Wind doesn’t resist. It adapts.

So instead of forcing the Overdrive to contain it, he restructured the flow, allowing the mana to circulate faster, expanding and contracting in rhythm with his breathing. Where fire demanded ignition and earth demanded stability, wind demanded motion.

He closed his eyes, spreading his awareness through his limbs. The Overdrive’s familiar pattern, mana coursing in heated loops through muscle and bone, shifted. The current quickened. His mana pulse began to spiral instead of churn, like a cyclone moving through his veins.

The effect was immediate. When he stepped forward, his foot barely touched the ground before the next step followed. His movement became lighter, faster, every stride slicing through the air with little resistance.

He threw a test punch. The motion snapped forward so fast the air cracked, pressure bursting outward like a whip. He gritted his teeth, adjusting the output, focusing on balance.

Then came the real test.

A large stone block sat at the edge of the courtyard, an old target he’d erected recently. He inhaled deeply, Overdrive flaring to full power. Mana flooded his body, fire’s explosive surge, earth’s stabilizing weight, water’s fluid rhythm—and now, wind’s unbound motion.

He stepped in and punched.

The impact came with a deep, resonant thud, the kind that reverberated in the bones. The front of the stone block shattered, rock fragments scattering like shrapnel.

But that wasn’t all. A split second after contact, something else happened—a secondary effect he hadn’t anticipated. The air around the strike point warped, then lashed outward.

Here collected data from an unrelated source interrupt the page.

// Copyright (c) 2025 Steve Wagner (ciroque@live.com)
// SPDX-License-Identifier: MIT

//! Batch invocation suites: many independent calls against one module, each
//! checked against an expected result or trap.

mod loader;
mod runner;

pub use loader::{
    load_suite, parse_suite, CaseConfig, Expectation, SuiteCase, SuiteConfig, SuiteDefinition,
};
pub use runner::{describe_result, CaseReport, SuiteReport, SuiteRunner};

A burst of compressed wind exploded from his fist, forming razor-thin arcs of pressure that sliced across the ground. The stone fragments in a three-meter radius bore shallow, clean cuts, as though slashed by invisible blades.

Ludger blinked, stepping back. The Overdrive still thrummed inside him, faster than before, each beat resonating with the world around him. He flexed his hand. The air around it shimmered faintly with residual energy.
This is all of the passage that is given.